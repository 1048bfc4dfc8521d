// Shared transport configuration for the HTTP client and the websocket.
//
// Both transports share the scheme choice, TLS verification mode, and
// request timeout through this module, avoiding duplicated builder logic.

use std::sync::Arc;
use std::time::Duration;

use reqwest::header::{HeaderMap, HeaderName, HeaderValue};
use rustls::client::danger::{HandshakeSignatureValid, ServerCertVerified, ServerCertVerifier};
use rustls::crypto::CryptoProvider;
use rustls::pki_types::{CertificateDer, ServerName, UnixTime};
use rustls::{DigitallySignedStruct, SignatureScheme};
use secrecy::{ExposeSecret, SecretString};
use tokio_tungstenite::Connector;

use crate::error::Error;

/// Header name used when the caller does not supply one.
pub const DEFAULT_TOKEN_NAME: &str = "x-secret-key";

/// TLS verification mode.
#[derive(Debug, Clone, Copy, PartialEq, Eq)]
pub enum TlsMode {
    /// Verify the device certificate against the webpki root store.
    Verify,
    /// Accept any certificate. Swidget devices ship self-signed certs.
    DangerAcceptInvalid,
}

/// Authentication material shared by both transports.
#[derive(Debug, Clone)]
pub struct Credentials {
    /// Header / query name the device expects, usually `x-secret-key`.
    pub token_name: String,
    pub secret_key: SecretString,
}

impl Credentials {
    pub fn new(token_name: impl Into<String>, secret_key: SecretString) -> Self {
        let token_name = token_name.into();
        let token_name = if token_name.is_empty() {
            DEFAULT_TOKEN_NAME.to_owned()
        } else {
            token_name
        };
        Self { token_name, secret_key }
    }

    /// The auth header carried by every HTTP request and the websocket upgrade.
    pub fn header(&self) -> Result<(HeaderName, HeaderValue), Error> {
        let name = HeaderName::from_bytes(self.token_name.as_bytes()).map_err(|e| {
            Error::AuthenticationFailed {
                reason: format!("invalid token name '{}': {e}", self.token_name),
            }
        })?;
        let mut value = HeaderValue::from_str(self.secret_key.expose_secret()).map_err(|e| {
            Error::AuthenticationFailed {
                reason: format!("secret key is not a valid header value: {e}"),
            }
        })?;
        value.set_sensitive(true);
        Ok((name, value))
    }
}

/// Shared transport configuration for building clients.
#[derive(Debug, Clone)]
pub struct TransportConfig {
    /// `https`/`wss` when true, `http`/`ws` otherwise.
    pub use_https: bool,
    pub tls: TlsMode,
    pub timeout: Duration,
}

impl Default for TransportConfig {
    fn default() -> Self {
        Self {
            use_https: true,
            tls: TlsMode::DangerAcceptInvalid,
            timeout: Duration::from_secs(30),
        }
    }
}

impl TransportConfig {
    pub fn http_scheme(&self) -> &'static str {
        if self.use_https { "https" } else { "http" }
    }

    pub fn ws_scheme(&self) -> &'static str {
        if self.use_https { "wss" } else { "ws" }
    }

    /// Build a `reqwest::Client` from this config.
    pub fn build_client(&self) -> Result<reqwest::Client, Error> {
        self.build_client_with_headers(HeaderMap::new())
    }

    /// Build a `reqwest::Client` with additional default headers.
    ///
    /// Used by [`HttpClient`](crate::http::HttpClient) to inject the
    /// device's secret-key header on every request.
    pub fn build_client_with_headers(&self, headers: HeaderMap) -> Result<reqwest::Client, Error> {
        let mut builder = reqwest::Client::builder()
            .timeout(self.timeout)
            .user_agent(concat!("swidget/", env!("CARGO_PKG_VERSION")))
            .default_headers(headers);

        if self.tls == TlsMode::DangerAcceptInvalid {
            builder = builder.danger_accept_invalid_certs(true);
        }

        builder
            .build()
            .map_err(|e| Error::Tls(format!("failed to build HTTP client: {e}")))
    }

    /// TLS connector for the websocket upgrade.
    ///
    /// `None` lets tokio-tungstenite pick its default (verified) rustls
    /// config, which is also what plain `ws://` needs.
    pub fn websocket_connector(&self) -> Result<Option<Connector>, Error> {
        if !self.use_https || self.tls == TlsMode::Verify {
            return Ok(None);
        }

        let provider = Arc::new(rustls::crypto::ring::default_provider());
        let config = rustls::ClientConfig::builder_with_provider(Arc::clone(&provider))
            .with_safe_default_protocol_versions()
            .map_err(|e| Error::Tls(format!("unsupported TLS protocol set: {e}")))?
            .dangerous()
            .with_custom_certificate_verifier(Arc::new(AcceptAnyCert { provider }))
            .with_no_client_auth();

        Ok(Some(Connector::Rustls(Arc::new(config))))
    }
}

// ── Self-signed certificate support ─────────────────────────────────

/// Certificate verifier that accepts whatever the device presents.
#[derive(Debug)]
struct AcceptAnyCert {
    provider: Arc<CryptoProvider>,
}

impl ServerCertVerifier for AcceptAnyCert {
    fn verify_server_cert(
        &self,
        _end_entity: &CertificateDer<'_>,
        _intermediates: &[CertificateDer<'_>],
        _server_name: &ServerName<'_>,
        _ocsp_response: &[u8],
        _now: UnixTime,
    ) -> Result<ServerCertVerified, rustls::Error> {
        Ok(ServerCertVerified::assertion())
    }

    fn verify_tls12_signature(
        &self,
        _message: &[u8],
        _cert: &CertificateDer<'_>,
        _dss: &DigitallySignedStruct,
    ) -> Result<HandshakeSignatureValid, rustls::Error> {
        Ok(HandshakeSignatureValid::assertion())
    }

    fn verify_tls13_signature(
        &self,
        _message: &[u8],
        _cert: &CertificateDer<'_>,
        _dss: &DigitallySignedStruct,
    ) -> Result<HandshakeSignatureValid, rustls::Error> {
        Ok(HandshakeSignatureValid::assertion())
    }

    fn supported_verify_schemes(&self) -> Vec<SignatureScheme> {
        self.provider
            .signature_verification_algorithms
            .supported_schemes()
    }
}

-=-=-

Exercise requirements » Go through the listing and copy all of it exactly.

Answer section »
repository 1048bfc4dfc8521d
// Shared transport configuration for the HTTP client and the websocket.
//
// Both transports share the scheme choice, TLS verification mode, and
// request timeout through this module, avoiding duplicated builder logic.

use std::sync::Arc;
use std::time::Duration;

use reqwest::header::{HeaderMap, HeaderName, HeaderValue};
use rustls::client::danger::{HandshakeSignatureValid, ServerCertVerified, ServerCertVerifier};
use rustls::crypto::CryptoProvider;
use rustls::pki_types::{CertificateDer, ServerName, UnixTime};
use rustls::{DigitallySignedStruct, SignatureScheme};
use secrecy::{ExposeSecret, SecretString};
use tokio_tungstenite::Connector;

use crate::error::Error;

/// Header name used when the caller does not supply one.
pub const DEFAULT_TOKEN_NAME: &str = "x-secret-key";

/// TLS verification mode.
#[derive(Debug, Clone, Copy, PartialEq, Eq)]
pub enum TlsMode {
    /// Verify the device certificate against the webpki root store.
    Verify,
    /// Accept any certificate. Swidget devices ship self-signed certs.
    DangerAcceptInvalid,
}

/// Authentication material shared by both transports.
#[derive(Debug, Clone)]
pub struct Credentials {
    /// Header / query name the device expects, usually `x-secret-key`.
    pub token_name: String,
    pub secret_key: SecretString,
}

impl Credentials {
    pub fn new(token_name: impl Into<String>, secret_key: SecretString) -> Self {
        let token_name = token_name.into();
        let token_name = if token_name.is_empty() {
            DEFAULT_TOKEN_NAME.to_owned()
        } else {
            token_name
        };
        Self { token_name, secret_key }
    }

    /// The auth header carried by every HTTP request and the websocket upgrade.
    pub fn header(&self) -> Result<(HeaderName, HeaderValue), Error> {
        let name = HeaderName::from_bytes(self.token_name.as_bytes()).map_err(|e| {
            Error::AuthenticationFailed {
                reason: format!("invalid token name '{}': {e}", self.token_name),
            }
        })?;
        let mut value = HeaderValue::from_str(self.secret_key.expose_secret()).map_err(|e| {
            Error::AuthenticationFailed {
                reason: format!("secret key is not a valid header value: {e}"),
            }
        })?;
        value.set_sensitive(true);
        Ok((name, value))
    }
}

/// Shared transport configuration for building clients.
#[derive(Debug, Clone)]
pub struct TransportConfig {
    /// `https`/`wss` when true, `http`/`ws` otherwise.
    pub use_https: bool,
    pub tls: TlsMode,
    pub timeout: Duration,
}

impl Default for TransportConfig {
    fn default() -> Self {
        Self {
            use_https: true,
            tls: TlsMode::DangerAcceptInvalid,
            timeout: Duration::from_secs(30),
        }
    }
}

impl TransportConfig {
    pub fn http_scheme(&self) -> &'static str {
        if self.use_https { "https" } else { "http" }
    }

    pub fn ws_scheme(&self) -> &'static str {
        if self.use_https { "wss" } else { "ws" }
    }

    /// Build a `reqwest::Client` from this config.
    pub fn build_client(&self) -> Result<reqwest::Client, Error> {
        self.build_client_with_headers(HeaderMap::new())
    }

    /// Build a `reqwest::Client` with additional default headers.
    ///
    /// Used by [`HttpClient`](crate::http::HttpClient) to inject the
    /// device's secret-key header on every request.
    pub fn build_client_with_headers(&self, headers: HeaderMap) -> Result<reqwest::Client, Error> {
        let mut builder = reqwest::Client::builder()
            .timeout(self.timeout)
            .user_agent(concat!("swidget/", env!("CARGO_PKG_VERSION")))
            .default_headers(headers);

        if self.tls == TlsMode::DangerAcceptInvalid {
            builder = builder.danger_accept_invalid_certs(true);
        }

        builder
            .build()
            .map_err(|e| Error::Tls(format!("failed to build HTTP client: {e}")))
    }

    /// TLS connector for the websocket upgrade.
    ///
    /// `None` lets tokio-tungstenite pick its default (verified) rustls
    /// config, which is also what plain `ws://` needs.
    pub fn websocket_connector(&self) -> Result<Option<Connector>, Error> {
        if !self.use_https || self.tls == TlsMode::Verify {
            return Ok(None);
        }

        let provider = Arc::new(rustls::crypto::ring::default_provider());
        let config = rustls::ClientConfig::builder_with_provider(Arc::clone(&provider))
            .with_safe_default_protocol_versions()
            .map_err(|e| Error::Tls(format!("unsupported TLS protocol set: {e}")))?
            .dangerous()
            .with_custom_certificate_verifier(Arc::new(AcceptAnyCert { provider }))
            .with_no_client_auth();

        Ok(Some(Connector::Rustls(Arc::new(config))))
    }
}

// ── Self-signed certificate support ─────────────────────────────────

/// Certificate verifier that accepts whatever the device presents.
#[derive(Debug)]
struct AcceptAnyCert {
    provider: Arc<CryptoProvider>,
}

impl ServerCertVerifier for AcceptAnyCert {
    fn verify_server_cert(
        &self,
        _end_entity: &CertificateDer<'_>,
        _intermediates: &[CertificateDer<'_>],
        _server_name: &ServerName<'_>,
        _ocsp_response: &[u8],
        _now: UnixTime,
    ) -> Result<ServerCertVerified, rustls::Error> {
        Ok(ServerCertVerified::assertion())
    }

    fn verify_tls12_signature(
        &self,
        _message: &[u8],
        _cert: &CertificateDer<'_>,
        _dss: &DigitallySignedStruct,
    ) -> Result<HandshakeSignatureValid, rustls::Error> {
        Ok(HandshakeSignatureValid::assertion())
    }

    fn verify_tls13_signature(
        &self,
        _message: &[u8],
        _cert: &CertificateDer<'_>,
        _dss: &DigitallySignedStruct,
    ) -> Result<HandshakeSignatureValid, rustls::Error> {
        Ok(HandshakeSignatureValid::assertion())
    }

    fn supported_verify_schemes(&self) -> Vec<SignatureScheme> {
        self.provider
            .signature_verification_algorithms
            .supported_schemes()
    }
}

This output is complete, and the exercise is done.